Project Abstracts - New Investigators

Start Date: May 1, 2026

NIH HIRN Gateway Investigator Award Recipient 

---

Abstract

The staging model for human type 1 diabetes (T1D), proposed by Eisenbarth nearly 40 years ago, and reaffirmed recently, posits that disease progression for individuals with genetic susceptibility depends on a triggering event. The nature of this triggering event remains a crucial open question in T1D. Evidence shows an IFN response in pancreatic islets during early T1D stages, potentially triggered by viral infections. However, recent studies have not found definitive proof of a viral cause. Instead, the IFN response could also originate from non-viral sources. MDA5, a cytosolic dsRNA sensor, triggers an IFN response when detecting virus-like long dsRNA. Human genetic evidence shows that Gain-of-Function (GoF) mutations of MDA5 cause enhanced IFN activation, while Loss-of-Function (LoF) mutations protect against multiple autoimmune diseases, including T1D. ADAR1, an enzyme expressed in virtually every cell in our body, edits endogenous dsRNAs by converting adenosine to inosine to prevent MDA5 activation on “self” dsRNAs. Mutations in ADAR1 cause severe autoinflammatory diseases, suggesting its importance in regulating immune response. Study showed that loss of ADAR1 in mouse β cells triggers a significant IFN response, leading to inflammation and β cell destruction, mimicking early-stage T1D in.
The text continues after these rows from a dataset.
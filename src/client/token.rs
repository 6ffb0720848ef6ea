//! Bearer-token lifecycle: acquisition, caching, persistence, and the
//! refresh cooldown.

use std::sync::Arc;
use std::time::{Duration, Instant};

use reqwest::Method;
use serde_json::{Value, json};
use tokio::sync::Mutex;
use tracing::{debug, warn};

use crate::client::EskizError;
use crate::client::http::HttpTransport;
use crate::client::store::{ESKIZ_TOKEN_KEY, TokenStore};
use crate::domain::{Email, Password};
use crate::transport::{
    RawResponse, RequestBody, body_message, body_status, decode_response, encode_body, is_success,
};

pub(crate) const LOGIN_PATH: &str = "/auth/login";
pub(crate) const REFRESH_PATH: &str = "/auth/refresh";

/// Default minimum interval between two successful forced refreshes.
pub(crate) const DEFAULT_REFRESH_COOLDOWN: Duration = Duration::from_secs(24 * 60 * 60);

#[derive(Debug, Clone)]
pub(crate) struct Credentials {
    pub email: Email,
    pub password: Password,
}

#[derive(Debug, Default)]
struct TokenState {
    value: Option<String>,
    /// True once the server has accepted this value (login, refresh, or a
    /// successful authenticated call) since it was last set.
    checked: bool,
    last_refreshed_at: Option<Instant>,
}

/// Owns the credentials and the cached bearer token.
///
/// All state sits behind one async mutex, so concurrent callers never run
/// duplicate logins or refreshes: whoever arrives second waits for the
/// in-flight exchange and then sees its result.
pub(crate) struct TokenManager {
    credentials: Credentials,
    auto_update: bool,
    cooldown: Duration,
    store: Option<Box<dyn TokenStore>>,
    http: Arc<dyn HttpTransport>,
    base_url: String,
    state: Mutex<TokenState>,
}

impl TokenManager {
    pub(crate) fn new(
        credentials: Credentials,
        auto_update: bool,
        cooldown: Duration,
        store: Option<Box<dyn TokenStore>>,
        http: Arc<dyn HttpTransport>,
        base_url: String,
    ) -> Self {
        Self {
            credentials,
            auto_update,
            cooldown,
            store,
            http,
            base_url,
            state: Mutex::new(TokenState::default()),
        }
    }

    /// Whether the pipeline may refresh and retry on an auth-invalid reply.
    pub(crate) fn auto_update(&self) -> bool {
        self.auto_update
    }

    /// Return a token for immediate use.
    ///
    /// A cached value is served as-is, checked or not; an unchecked value is
    /// validated by the first authenticated call, not preflighted here. With
    /// an empty cache the persisted store is consulted first, then a fresh
    /// login is performed.
    pub(crate) async fn current_token(&self) -> Result<String, EskizError> {
        let mut state = self.state.lock().await;
        if let Some(value) = &state.value {
            return Ok(value.clone());
        }
        if let Some(store) = &self.store {
            if let Some(stored) = store.get(ESKIZ_TOKEN_KEY).map_err(EskizError::Store)? {
                debug!("restored token from store, not yet validated");
                state.value = Some(stored.clone());
                state.checked = false;
                return Ok(stored);
            }
        }
        self.login_locked(&mut state).await
    }

    /// Exchange the credentials for a fresh token, replacing any cached one.
    pub(crate) async fn login(&self) -> Result<String, EskizError> {
        let mut state = self.state.lock().await;
        self.login_locked(&mut state).await
    }

    async fn login_locked(&self, state: &mut TokenState) -> Result<String, EskizError> {
        let payload = json!({
            (Email::FIELD): self.credentials.email.as_str(),
            (Password::FIELD): self.credentials.password.as_str(),
        });
        let raw = self
            .dispatch(Method::POST, LOGIN_PATH, encode_body(&payload), None)
            .await?;

        // A 401 here means the credentials themselves were rejected,
        // unlike a 401 on a protected endpoint.
        if raw.status_code == 401 {
            return Err(EskizError::Authentication {
                status: body_status(&raw.body),
                message: body_message(&raw.body, raw.status_code),
            });
        }
        if !is_success(raw.status_code) {
            return Err(EskizError::Service {
                status_code: raw.status_code,
                message: body_message(&raw.body, raw.status_code),
            });
        }

        let token = raw
            .body
            .pointer("/data/token")
            .and_then(Value::as_str)
            .ok_or_else(|| EskizError::Service {
                status_code: raw.status_code,
                message: Some("login reply did not contain a token".to_owned()),
            })?
            .to_owned();

        state.value = Some(token.clone());
        state.checked = true;
        self.persist(&token)?;
        Ok(token)
    }

    /// Re-validate or re-issue the cached token via `PATCH /auth/refresh`.
    ///
    /// Fails fast with [`EskizError::RefreshTooSoon`], before any network
    /// call, when invoked again inside the cooldown window. On an
    /// auth-invalid reply the cached value is cleared and
    /// [`EskizError::Authentication`] is surfaced; the caller decides
    /// whether to fall back to a fresh login.
    pub(crate) async fn refresh(&self) -> Result<String, EskizError> {
        let mut state = self.state.lock().await;

        let Some(token) = state.value.clone() else {
            // Nothing to refresh; a login yields a known-good token directly
            // and is not throttled by the cooldown.
            return self.login_locked(&mut state).await;
        };

        if let Some(last) = state.last_refreshed_at {
            let elapsed = last.elapsed();
            if elapsed < self.cooldown {
                return Err(EskizError::RefreshTooSoon {
                    retry_after: self.cooldown - elapsed,
                });
            }
        }

        debug!("refreshing the token");
        let raw = self
            .dispatch(Method::PATCH, REFRESH_PATH, RequestBody::Empty, Some(&token))
            .await?;

        if raw.token_invalid || raw.status_code == 401 {
            warn!("token could not be refreshed, discarding it");
            state.value = None;
            state.checked = false;
            return Err(EskizError::Authentication {
                status: body_status(&raw.body),
                message: body_message(&raw.body, raw.status_code),
            });
        }
        if !is_success(raw.status_code) {
            return Err(EskizError::Service {
                status_code: raw.status_code,
                message: body_message(&raw.body, raw.status_code),
            });
        }

        // The gateway usually answers with the same token; adopt a re-issued
        // one when present.
        let token = match raw.body.pointer("/data/token").and_then(Value::as_str) {
            Some(reissued) if reissued != token => {
                let reissued = reissued.to_owned();
                state.value = Some(reissued.clone());
                self.persist(&reissued)?;
                reissued
            }
            _ => token,
        };
        state.checked = true;
        state.last_refreshed_at = Some(Instant::now());
        Ok(token)
    }

    /// Clear the in-memory token. The persisted store is left untouched; the
    /// next [`Self::current_token`] re-validates or re-logs-in.
    pub(crate) async fn invalidate(&self) {
        let mut state = self.state.lock().await;
        state.value = None;
        state.checked = false;
    }

    /// Caller-supplied override; the value is treated as unchecked until the
    /// server accepts it.
    pub(crate) async fn set(&self, value: impl Into<String>) {
        let mut state = self.state.lock().await;
        state.value = Some(value.into());
        state.checked = false;
    }

    /// Record that the server accepted the current value.
    pub(crate) async fn mark_checked(&self) {
        let mut state = self.state.lock().await;
        if state.value.is_some() {
            state.checked = true;
        }
    }

    #[cfg(test)]
    pub(crate) async fn is_checked(&self) -> bool {
        self.state.lock().await.checked
    }

    fn persist(&self, token: &str) -> Result<(), EskizError> {
        if let Some(store) = &self.store {
            store.set(ESKIZ_TOKEN_KEY, token).map_err(EskizError::Store)?;
        }
        Ok(())
    }

    async fn dispatch(
        &self,
        method: Method,
        path: &str,
        body: RequestBody,
        bearer: Option<&str>,
    ) -> Result<RawResponse, EskizError> {
        let url = format!("{}{}", self.base_url, path);
        let headers = match bearer {
            Some(token) => vec![("Authorization".to_owned(), format!("Bearer {token}"))],
            None => Vec::new(),
        };
        let response = self
            .http
            .send(method, &url, body, headers)
            .await
            .map_err(EskizError::Transport)?;
        debug!(status_code = response.status, body = %response.body, "auth endpoint response");
        decode_response(response.status, &response.body)
            .map_err(|err| EskizError::Decode(Box::new(err)))
    }
}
Our recent work, based on human genetic data, made a remarkable discovery of the role of RNA editing in T1D. We demonstrated that insufficient RNA editing caused by risk variants of T1D is linked to elevated IFN immune response observed in pancreas and immune cells of T1D patients. Together, human and mouse genetic data strongly suggest poorly edited endogenous dsRNAs as a trigger of T1D. Using human genetics, genomics, and molecular biology approaches, we propose to investigate the functional connection between RNA editing and T1D in humans. First, we will investigate RNA editing in T1D and non-T1D islet in a cell-type-specific manner. Second, we aim to determine the key islet cell types whose inadequate RNA editing triggers MDA5-dependet IFN response. Taken together, our proposed studies will identify a new pathway underlying T1D and novel therapeutic targets for delaying T1D onset.